== Task item ==
Write down exactly the lines of the listing below, beginning with the one containing "if let Some(description)" and closing with the final line.

== Dataset records ==
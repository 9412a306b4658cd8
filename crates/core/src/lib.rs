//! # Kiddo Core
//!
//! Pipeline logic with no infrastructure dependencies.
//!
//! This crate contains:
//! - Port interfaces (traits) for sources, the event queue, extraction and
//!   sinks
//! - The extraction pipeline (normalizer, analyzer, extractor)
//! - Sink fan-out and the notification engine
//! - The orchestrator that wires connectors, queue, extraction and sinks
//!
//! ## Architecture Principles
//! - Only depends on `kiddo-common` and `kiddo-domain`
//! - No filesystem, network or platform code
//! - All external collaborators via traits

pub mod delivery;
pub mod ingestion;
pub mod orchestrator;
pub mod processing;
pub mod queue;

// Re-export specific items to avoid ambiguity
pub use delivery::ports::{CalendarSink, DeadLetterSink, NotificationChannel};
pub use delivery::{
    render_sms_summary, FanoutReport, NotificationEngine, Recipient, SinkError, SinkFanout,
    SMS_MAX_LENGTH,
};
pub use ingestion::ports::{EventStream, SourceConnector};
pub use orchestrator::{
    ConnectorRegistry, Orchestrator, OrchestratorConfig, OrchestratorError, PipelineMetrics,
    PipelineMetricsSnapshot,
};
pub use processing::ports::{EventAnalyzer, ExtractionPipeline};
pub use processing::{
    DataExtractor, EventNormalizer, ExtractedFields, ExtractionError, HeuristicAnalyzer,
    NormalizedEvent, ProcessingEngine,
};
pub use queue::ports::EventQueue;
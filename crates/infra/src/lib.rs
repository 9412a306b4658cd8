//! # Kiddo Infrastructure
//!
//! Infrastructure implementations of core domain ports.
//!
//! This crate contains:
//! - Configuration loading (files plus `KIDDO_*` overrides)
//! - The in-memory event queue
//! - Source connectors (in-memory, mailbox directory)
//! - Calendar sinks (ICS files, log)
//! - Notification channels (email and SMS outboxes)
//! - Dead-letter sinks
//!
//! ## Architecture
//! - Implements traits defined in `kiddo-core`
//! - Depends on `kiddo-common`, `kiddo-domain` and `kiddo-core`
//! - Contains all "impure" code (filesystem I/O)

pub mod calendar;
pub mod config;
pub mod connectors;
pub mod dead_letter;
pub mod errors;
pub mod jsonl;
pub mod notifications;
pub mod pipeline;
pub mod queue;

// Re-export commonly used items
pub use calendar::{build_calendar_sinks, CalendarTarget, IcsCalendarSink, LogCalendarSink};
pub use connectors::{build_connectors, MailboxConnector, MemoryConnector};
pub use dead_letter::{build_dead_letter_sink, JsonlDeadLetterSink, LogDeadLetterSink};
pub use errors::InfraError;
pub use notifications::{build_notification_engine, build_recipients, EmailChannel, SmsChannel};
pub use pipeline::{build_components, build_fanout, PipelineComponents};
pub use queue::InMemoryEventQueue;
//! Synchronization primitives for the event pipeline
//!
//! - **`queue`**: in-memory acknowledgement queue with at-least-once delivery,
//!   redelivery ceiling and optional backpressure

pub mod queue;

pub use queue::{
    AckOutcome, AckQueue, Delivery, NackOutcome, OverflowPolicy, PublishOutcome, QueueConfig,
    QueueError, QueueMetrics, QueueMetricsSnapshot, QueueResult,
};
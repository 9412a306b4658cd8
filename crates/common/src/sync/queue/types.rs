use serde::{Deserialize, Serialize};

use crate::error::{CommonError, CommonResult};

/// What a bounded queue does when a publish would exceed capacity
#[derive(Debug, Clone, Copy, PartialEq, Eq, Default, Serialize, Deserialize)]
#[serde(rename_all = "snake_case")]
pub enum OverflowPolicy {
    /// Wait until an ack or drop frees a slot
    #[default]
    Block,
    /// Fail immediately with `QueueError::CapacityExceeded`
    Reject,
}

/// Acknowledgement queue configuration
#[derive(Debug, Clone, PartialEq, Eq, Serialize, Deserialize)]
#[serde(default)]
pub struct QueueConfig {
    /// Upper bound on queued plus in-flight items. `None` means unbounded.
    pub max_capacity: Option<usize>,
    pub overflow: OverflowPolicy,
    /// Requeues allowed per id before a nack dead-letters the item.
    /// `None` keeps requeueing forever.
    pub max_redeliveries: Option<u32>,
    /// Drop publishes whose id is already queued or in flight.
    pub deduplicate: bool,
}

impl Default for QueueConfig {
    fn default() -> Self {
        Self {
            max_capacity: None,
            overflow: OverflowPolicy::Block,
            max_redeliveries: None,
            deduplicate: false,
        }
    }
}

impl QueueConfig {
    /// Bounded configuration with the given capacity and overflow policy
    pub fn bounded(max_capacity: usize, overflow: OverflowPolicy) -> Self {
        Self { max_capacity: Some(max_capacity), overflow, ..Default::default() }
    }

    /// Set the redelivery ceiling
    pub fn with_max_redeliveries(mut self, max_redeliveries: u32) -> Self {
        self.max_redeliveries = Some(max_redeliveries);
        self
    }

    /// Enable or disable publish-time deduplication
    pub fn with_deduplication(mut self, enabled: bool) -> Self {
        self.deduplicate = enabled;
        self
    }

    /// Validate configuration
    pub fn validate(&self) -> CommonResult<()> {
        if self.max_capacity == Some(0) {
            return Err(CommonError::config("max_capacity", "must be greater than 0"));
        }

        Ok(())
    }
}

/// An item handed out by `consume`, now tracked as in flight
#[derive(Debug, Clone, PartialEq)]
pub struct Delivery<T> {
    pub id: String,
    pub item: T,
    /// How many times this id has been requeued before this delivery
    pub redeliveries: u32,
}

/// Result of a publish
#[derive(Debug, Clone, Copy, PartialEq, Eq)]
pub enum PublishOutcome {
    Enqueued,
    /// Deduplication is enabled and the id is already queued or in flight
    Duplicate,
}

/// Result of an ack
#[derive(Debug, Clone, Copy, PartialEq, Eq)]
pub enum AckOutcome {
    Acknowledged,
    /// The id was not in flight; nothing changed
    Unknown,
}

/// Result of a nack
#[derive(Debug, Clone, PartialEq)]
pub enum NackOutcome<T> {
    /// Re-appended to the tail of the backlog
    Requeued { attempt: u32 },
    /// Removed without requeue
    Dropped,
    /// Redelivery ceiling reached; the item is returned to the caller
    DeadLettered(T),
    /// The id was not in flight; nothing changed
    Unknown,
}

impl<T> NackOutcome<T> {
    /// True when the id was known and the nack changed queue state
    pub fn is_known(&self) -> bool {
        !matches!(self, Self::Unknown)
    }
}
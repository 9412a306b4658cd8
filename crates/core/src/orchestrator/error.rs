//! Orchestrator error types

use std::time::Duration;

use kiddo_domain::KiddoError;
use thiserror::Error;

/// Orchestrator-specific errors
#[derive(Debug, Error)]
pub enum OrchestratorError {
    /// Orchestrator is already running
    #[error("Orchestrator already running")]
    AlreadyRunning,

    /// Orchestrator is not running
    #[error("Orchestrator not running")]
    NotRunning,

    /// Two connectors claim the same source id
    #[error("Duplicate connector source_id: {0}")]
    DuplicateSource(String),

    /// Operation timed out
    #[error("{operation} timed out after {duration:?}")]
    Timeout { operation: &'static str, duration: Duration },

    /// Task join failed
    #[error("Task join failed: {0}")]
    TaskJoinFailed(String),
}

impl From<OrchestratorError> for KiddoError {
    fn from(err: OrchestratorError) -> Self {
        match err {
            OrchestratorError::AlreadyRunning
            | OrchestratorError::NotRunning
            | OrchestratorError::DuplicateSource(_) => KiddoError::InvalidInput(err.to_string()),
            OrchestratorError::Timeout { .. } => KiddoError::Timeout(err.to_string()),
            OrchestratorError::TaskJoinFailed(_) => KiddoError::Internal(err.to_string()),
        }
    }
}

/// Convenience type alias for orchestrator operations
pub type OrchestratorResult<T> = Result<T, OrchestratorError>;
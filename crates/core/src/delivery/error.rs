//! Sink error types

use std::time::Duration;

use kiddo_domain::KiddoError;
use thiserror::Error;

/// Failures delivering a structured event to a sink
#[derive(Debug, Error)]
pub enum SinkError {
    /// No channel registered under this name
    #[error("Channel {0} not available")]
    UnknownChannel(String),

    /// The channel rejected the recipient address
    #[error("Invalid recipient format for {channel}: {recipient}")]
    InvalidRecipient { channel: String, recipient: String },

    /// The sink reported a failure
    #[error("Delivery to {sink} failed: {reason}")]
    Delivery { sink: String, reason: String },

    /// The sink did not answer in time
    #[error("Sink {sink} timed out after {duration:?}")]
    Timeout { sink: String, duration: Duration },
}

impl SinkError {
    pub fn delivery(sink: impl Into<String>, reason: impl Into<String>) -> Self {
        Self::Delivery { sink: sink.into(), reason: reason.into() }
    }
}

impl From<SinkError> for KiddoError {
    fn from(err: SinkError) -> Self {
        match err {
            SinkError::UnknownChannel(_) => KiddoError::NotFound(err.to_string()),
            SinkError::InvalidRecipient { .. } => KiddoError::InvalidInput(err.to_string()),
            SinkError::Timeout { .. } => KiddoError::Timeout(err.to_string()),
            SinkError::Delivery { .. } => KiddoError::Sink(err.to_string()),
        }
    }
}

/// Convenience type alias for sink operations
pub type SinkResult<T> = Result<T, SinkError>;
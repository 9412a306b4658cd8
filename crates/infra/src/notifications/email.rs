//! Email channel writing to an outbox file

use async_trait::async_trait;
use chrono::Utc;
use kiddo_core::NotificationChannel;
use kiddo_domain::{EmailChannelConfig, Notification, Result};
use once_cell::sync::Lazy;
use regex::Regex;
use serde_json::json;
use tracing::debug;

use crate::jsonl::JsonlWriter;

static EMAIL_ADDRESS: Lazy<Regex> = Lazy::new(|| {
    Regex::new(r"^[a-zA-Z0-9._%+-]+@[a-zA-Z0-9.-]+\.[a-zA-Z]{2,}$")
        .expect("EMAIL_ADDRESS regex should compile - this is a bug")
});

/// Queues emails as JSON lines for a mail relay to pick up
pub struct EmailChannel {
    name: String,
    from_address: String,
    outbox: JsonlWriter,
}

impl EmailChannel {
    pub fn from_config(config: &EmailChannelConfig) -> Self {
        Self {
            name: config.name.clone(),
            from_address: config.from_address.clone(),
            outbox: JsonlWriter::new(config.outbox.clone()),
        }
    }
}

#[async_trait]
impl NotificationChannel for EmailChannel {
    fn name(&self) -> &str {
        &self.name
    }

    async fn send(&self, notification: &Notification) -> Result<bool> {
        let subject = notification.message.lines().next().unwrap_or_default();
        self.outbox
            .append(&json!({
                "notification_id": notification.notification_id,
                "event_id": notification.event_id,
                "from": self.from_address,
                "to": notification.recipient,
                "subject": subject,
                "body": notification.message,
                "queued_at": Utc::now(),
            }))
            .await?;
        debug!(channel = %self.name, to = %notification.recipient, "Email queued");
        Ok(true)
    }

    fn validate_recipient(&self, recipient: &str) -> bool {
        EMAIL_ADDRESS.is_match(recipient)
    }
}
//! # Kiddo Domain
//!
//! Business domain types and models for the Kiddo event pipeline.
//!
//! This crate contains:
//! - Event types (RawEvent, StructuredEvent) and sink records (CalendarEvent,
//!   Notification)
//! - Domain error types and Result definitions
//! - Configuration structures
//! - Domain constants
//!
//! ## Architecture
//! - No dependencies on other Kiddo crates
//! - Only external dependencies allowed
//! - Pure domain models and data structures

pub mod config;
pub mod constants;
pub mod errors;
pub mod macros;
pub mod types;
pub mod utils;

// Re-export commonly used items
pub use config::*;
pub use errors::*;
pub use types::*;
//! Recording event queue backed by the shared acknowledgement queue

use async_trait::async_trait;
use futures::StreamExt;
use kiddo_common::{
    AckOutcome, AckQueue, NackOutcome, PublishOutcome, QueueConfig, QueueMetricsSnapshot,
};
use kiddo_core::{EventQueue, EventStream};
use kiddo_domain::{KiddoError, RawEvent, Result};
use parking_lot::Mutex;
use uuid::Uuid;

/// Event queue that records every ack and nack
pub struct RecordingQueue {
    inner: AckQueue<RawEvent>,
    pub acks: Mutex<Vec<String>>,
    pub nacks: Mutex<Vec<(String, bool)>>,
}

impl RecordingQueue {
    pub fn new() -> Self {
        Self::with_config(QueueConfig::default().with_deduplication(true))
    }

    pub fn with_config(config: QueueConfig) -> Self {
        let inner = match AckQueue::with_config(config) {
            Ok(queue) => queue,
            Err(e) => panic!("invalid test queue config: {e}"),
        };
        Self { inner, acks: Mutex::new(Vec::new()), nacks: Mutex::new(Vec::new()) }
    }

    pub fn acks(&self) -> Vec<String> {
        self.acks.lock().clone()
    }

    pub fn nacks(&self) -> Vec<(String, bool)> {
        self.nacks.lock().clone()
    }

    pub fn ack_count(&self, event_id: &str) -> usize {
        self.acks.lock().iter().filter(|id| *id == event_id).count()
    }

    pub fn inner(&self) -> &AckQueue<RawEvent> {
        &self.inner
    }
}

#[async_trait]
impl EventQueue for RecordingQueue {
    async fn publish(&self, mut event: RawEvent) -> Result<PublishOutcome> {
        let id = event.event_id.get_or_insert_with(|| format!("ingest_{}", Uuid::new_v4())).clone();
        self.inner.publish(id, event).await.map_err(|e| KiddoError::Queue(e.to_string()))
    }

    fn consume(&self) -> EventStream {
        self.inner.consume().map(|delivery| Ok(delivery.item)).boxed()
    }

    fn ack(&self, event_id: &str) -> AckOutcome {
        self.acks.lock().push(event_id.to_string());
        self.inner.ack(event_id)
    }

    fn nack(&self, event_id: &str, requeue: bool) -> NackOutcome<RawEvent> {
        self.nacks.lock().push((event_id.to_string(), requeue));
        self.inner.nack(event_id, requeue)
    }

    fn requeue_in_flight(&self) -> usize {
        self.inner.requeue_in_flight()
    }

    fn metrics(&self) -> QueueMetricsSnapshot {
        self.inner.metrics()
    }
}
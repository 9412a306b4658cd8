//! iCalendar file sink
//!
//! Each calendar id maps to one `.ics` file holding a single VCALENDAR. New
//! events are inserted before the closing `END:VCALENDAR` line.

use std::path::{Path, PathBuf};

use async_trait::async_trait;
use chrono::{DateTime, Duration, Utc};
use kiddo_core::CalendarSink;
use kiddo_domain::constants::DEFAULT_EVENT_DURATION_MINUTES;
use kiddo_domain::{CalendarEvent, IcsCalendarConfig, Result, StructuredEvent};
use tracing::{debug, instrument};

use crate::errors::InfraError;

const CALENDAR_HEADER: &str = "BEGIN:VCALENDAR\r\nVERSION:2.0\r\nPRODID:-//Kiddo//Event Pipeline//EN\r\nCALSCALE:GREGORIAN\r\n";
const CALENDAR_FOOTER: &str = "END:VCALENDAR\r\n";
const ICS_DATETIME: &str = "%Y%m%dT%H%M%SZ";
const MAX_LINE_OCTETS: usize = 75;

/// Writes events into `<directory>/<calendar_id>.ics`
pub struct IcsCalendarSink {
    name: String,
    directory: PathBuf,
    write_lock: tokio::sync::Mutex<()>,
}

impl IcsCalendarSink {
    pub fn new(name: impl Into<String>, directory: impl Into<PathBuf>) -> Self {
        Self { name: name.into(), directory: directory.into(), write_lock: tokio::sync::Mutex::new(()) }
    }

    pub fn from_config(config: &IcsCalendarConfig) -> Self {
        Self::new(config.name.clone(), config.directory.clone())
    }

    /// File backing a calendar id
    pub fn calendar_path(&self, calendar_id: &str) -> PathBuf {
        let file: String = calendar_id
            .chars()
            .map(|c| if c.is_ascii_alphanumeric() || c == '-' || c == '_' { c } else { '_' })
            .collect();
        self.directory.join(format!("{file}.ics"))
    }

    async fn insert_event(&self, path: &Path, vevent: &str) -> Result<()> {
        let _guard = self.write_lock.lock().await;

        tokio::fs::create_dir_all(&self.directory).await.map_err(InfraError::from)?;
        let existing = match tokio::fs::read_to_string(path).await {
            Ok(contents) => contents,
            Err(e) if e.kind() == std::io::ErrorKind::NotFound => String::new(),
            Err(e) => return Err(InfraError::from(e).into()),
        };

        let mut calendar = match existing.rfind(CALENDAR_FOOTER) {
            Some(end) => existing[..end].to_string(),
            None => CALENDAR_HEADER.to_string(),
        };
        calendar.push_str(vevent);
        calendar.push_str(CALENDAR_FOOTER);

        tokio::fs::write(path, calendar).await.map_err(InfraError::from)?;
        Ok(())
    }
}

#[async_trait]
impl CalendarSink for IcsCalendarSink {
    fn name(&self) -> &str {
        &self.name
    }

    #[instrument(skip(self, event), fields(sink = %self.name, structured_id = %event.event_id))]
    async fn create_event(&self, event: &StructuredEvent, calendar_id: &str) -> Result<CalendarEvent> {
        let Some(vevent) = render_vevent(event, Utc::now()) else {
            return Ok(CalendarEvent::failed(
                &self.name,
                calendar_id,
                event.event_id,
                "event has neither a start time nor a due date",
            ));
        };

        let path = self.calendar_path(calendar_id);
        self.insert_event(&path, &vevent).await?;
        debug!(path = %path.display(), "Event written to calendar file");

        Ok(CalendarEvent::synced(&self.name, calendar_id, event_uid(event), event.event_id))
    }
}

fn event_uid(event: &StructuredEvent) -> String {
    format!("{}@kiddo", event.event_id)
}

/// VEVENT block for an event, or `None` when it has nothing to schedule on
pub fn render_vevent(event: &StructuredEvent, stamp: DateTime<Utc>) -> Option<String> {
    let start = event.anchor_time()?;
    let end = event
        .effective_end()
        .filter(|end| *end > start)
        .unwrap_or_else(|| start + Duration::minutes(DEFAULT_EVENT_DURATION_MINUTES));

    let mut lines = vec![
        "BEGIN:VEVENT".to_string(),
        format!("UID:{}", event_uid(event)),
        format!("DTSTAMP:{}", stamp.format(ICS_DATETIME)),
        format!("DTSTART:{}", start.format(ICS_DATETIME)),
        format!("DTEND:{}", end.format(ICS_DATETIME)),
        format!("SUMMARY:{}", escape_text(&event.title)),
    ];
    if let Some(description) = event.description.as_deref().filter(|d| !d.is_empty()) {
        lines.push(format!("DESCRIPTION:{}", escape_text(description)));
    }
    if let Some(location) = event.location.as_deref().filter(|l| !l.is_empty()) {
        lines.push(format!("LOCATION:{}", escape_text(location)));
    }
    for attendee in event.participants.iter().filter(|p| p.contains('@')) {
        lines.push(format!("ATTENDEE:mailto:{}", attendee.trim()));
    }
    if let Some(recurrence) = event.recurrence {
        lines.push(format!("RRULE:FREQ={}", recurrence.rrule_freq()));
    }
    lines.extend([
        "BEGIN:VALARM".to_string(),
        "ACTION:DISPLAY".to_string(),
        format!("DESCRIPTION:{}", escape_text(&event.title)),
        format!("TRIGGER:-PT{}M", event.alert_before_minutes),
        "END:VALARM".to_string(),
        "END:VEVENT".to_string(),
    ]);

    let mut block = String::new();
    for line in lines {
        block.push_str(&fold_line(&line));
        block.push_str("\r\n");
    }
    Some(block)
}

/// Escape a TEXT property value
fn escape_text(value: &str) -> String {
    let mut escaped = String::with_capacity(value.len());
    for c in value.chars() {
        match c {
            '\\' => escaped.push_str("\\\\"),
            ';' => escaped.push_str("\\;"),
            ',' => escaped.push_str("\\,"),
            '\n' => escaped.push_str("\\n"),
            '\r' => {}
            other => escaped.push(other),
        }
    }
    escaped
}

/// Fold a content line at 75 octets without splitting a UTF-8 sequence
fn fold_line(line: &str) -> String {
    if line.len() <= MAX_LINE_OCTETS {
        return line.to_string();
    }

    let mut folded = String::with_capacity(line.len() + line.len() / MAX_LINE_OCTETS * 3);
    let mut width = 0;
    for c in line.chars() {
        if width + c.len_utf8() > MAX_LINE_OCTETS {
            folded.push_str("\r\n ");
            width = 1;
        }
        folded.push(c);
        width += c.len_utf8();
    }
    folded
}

== Written reply ==
    if let Some(description) = event.description.as_deref().filter(|d| !d.is_empty()) {
        lines.push(format!("DESCRIPTION:{}", escape_text(description)));
    }
    if let Some(location) = event.location.as_deref().filter(|l| !l.is_empty()) {
        lines.push(format!("LOCATION:{}", escape_text(location)));
    }
    for attendee in event.participants.iter().filter(|p| p.contains('@')) {
        lines.push(format!("ATTENDEE:mailto:{}", attendee.trim()));
    }
    if let Some(recurrence) = event.recurrence {
        lines.push(format!("RRULE:FREQ={}", recurrence.rrule_freq()));
    }
    lines.extend([
        "BEGIN:VALARM".to_string(),
        "ACTION:DISPLAY".to_string(),
        format!("DESCRIPTION:{}", escape_text(&event.title)),
        format!("TRIGGER:-PT{}M", event.alert_before_minutes),
        "END:VALARM".to_string(),
        "END:VEVENT".to_string(),
    ]);

    let mut block = String::new();
    for line in lines {
        block.push_str(&fold_line(&line));
        block.push_str("\r\n");
    }
    Some(block)
}

/// Escape a TEXT property value
fn escape_text(value: &str) -> String {
    let mut escaped = String::with_capacity(value.len());
    for c in value.chars() {
        match c {
            '\\' => escaped.push_str("\\\\"),
            ';' => escaped.push_str("\\;"),
            ',' => escaped.push_str("\\,"),
            '\n' => escaped.push_str("\\n"),
            '\r' => {}
            other => escaped.push(other),
        }
    }
    escaped
}

/// Fold a content line at 75 octets without splitting a UTF-8 sequence
fn fold_line(line: &str) -> String {
    if line.len() <= MAX_LINE_OCTETS {
        return line.to_string();
    }

    let mut folded = String::with_capacity(line.len() + line.len() / MAX_LINE_OCTETS * 3);
    let mut width = 0;
    for c in line.chars() {
        if width + c.len_utf8() > MAX_LINE_OCTETS {
            folded.push_str("\r\n ");
            width = 1;
        }
        folded.push(c);
        width += c.len_utf8();
    }
    folded
}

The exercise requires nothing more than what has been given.